Outdoor writers love to share opinions. Our columns are full of personal preferences in equipment, technique and location for the enjoyment of outdoor sports. And - when the habitat of fish, fowl or mammals is threatened - we don't hide our feelings.

An opinion may vary in quality from the level of prejudice all the way up to universally accepted belief. The more curiosity a person feels, the more zest for life a person feels, the more likely that person is to develop strong opinions based on fact.

Many teachers make a point of asking their students to open their minds to facts and develop opinions gradually. Opinions long tested by new facts begin to have credibility.

In our world, where the World Wide Web and television and radio talk shows allow millions of people to publish their opinions to millions of others, opinions don't appear worth much.

But, in my lifetime, opinions weren't always so easily shared. A newspaper columnist had a rare privilege, and most whose work I have read frequently or whom I have known personally valued the privilege enough to build opinions carefully until they had validity and could be explained.

Some opinions I held at age 8 or 18 or 28 or 38 or even 48 no longer seem defensible. Those I hold in my 58th year, however, mean a good deal to me. But I do not fool myself into believing that another decade or another half century won't alter some of them.

Those that I developed young and maintained even as facts and experience accumulated, however, appear unlikely to change drastically. For instance, I first believed woods and water were important because they provided me opportunity to hunt and fish. Before long, however, I came to value plants and animals and other natural resources for their inherent worth, some of which I continue to discover.
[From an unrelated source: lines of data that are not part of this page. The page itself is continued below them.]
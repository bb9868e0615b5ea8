//! WebP format support.
//!
//! Read/write WebP images via the `image` crate. Fisheye renders are
//! delivered as WebP. The `image` crate only ships a lossless encoder, so
//! every write is lossless and alpha is preserved exactly.
//!
//! # Example
//!
//! ```ignore
//! use pano_io::webp;
//!
//! let img = webp::read("input.webp")?;
//! webp::write("output.webp", &img)?;
//! ```

use std::io::Cursor;
use std::path::Path;

use image::codecs::webp::WebPEncoder;
use image::{DynamicImage, ImageFormat, ImageReader, RgbaImage};
use tracing::trace;

use crate::{IoError, IoResult};
use pano_core::Raster;

/// Decodes a WebP from memory into RGBA.
pub fn decode(bytes: &[u8]) -> IoResult<Raster> {
    let img = ImageReader::with_format(Cursor::new(bytes), ImageFormat::WebP)
        .decode()
        .map_err(|e| IoError::DecodeError(e.to_string()))?;

    let (width, height) = (img.width(), img.height());
    trace!(width, height, "webp::decode");

    let rgba = match img {
        DynamicImage::ImageRgba8(rgba) => rgba.into_raw(),
        other => other.to_rgba8().into_raw(),
    };
    Ok(Raster::from_rgba8(width, height, rgba)?)
}

/// Encodes a raster as lossless WebP.
pub fn encode(image: &Raster) -> IoResult<Vec<u8>> {
    let rgba = RgbaImage::from_raw(image.width(), image.height(), image.data().to_vec())
        .ok_or_else(|| IoError::EncodeError("failed to create RGBA image".into()))?;

    let mut buffer = Vec::new();
    let encoder = WebPEncoder::new_lossless(&mut buffer);
    DynamicImage::ImageRgba8(rgba)
        .write_with_encoder(encoder)
        .map_err(|e| IoError::EncodeError(e.to_string()))?;

    Ok(buffer)
}

/// Reads a WebP file.
pub fn read<P: AsRef<Path>>(path: P) -> IoResult<Raster> {
    let bytes = std::fs::read(path.as_ref())?;
    decode(&bytes)
}

/// Writes a raster to a WebP file.
pub fn write<P: AsRef<Path>>(path: P, image: &Raster) -> IoResult<()> {
    std::fs::write(path.as_ref(), encode(image)?)?;
    Ok(())
}
//! Error types for projection operations.

use pano_io::IoError;
use thiserror::Error;

/// Error type for projection operations.
#[derive(Error, Debug)]
pub enum OpsError {
    /// Face identifier is not one of the six cube faces.
    #[error("invalid face name: {0:?} (expected +x, -x, +y, -y, +z or -z)")]
    InvalidFaceName(String),

    /// Interpolation mode name is not recognized.
    #[error("invalid interpolation: {0:?} (expected nearest, linear, cubic or lanczos)")]
    InvalidInterpolation(String),

    /// Output or source dimensions cannot be rendered.
    #[error("invalid dimensions: {0}")]
    InvalidDimensions(String),

    /// Decode, resize or encode failure from the codec adapter.
    #[error(transparent)]
    Codec(#[from] IoError),

    /// Raster construction failure.
    #[error(transparent)]
    Core(#[from] pano_core::Error),
}

/// Result type for projection operations.
pub type OpsResult<T> = Result<T, OpsError>;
My father, even during the years when I was enjoying a prosperous, happy career as a full-time outdoor writer and sometime professional outdoorsman, occasionally said he wished that he had taught me to farm rather than to hunt and fish.

He was talking not only about the satisfaction of seeing things grow partly as a result of simple hard labor but also about certain values that are missed by a person traveling around the country in a motorhome and racing across reservoirs in search of largemouth bass to fill the livewell of an expensive bass boat.

He would be proud today to see me spending time with my laying hens and pet rabbits and helping water a garden and taking pride in things he always enjoyed as much as he enjoyed the fishing and hunting he managed to teach me so well.

Yes, I was exposed to farm things not only when visiting grandparents in the country but also in the Shreveport, La., neighborhood of my childhood. During World War II, people in town kept chickens for the eggs and raised gardens because food was rationed. But I was excited by big woods, swamps and free-flowing streams not barnyards. Back then, it was unremarkable that we could drink not only from relatives' wells but also from springs on their rural property.

My opinion is that it is wonderful that a new pipeline soon will carry water from Beaver Lake to outlying areas to the west. But stopping all sources of pollution and making it possible for people in those areas again to rely on springs, wells and streams seems more reasonable. And to me that goal should remain regardless of the success of the new water loop.

The building of such opinions begins with the small child's asking "why?" Parents who sincerely try to give a child an honest answer to each such query may find their own opinions changing and developing.

Many cities have rules requiring the paving of parking lots. Why don't they have rules forbidding unnecessary paving to reduce flooding?

Some cities have rules limiting the number of domestic animals allowed on private property and dictating that vegetation be trimmed. Why don't they have rules requiring every family to keep a few chickens and to grow a garden and to keep as much natural vegetation around their homes as possible to provide for the wild things and to help cleanse the air and water?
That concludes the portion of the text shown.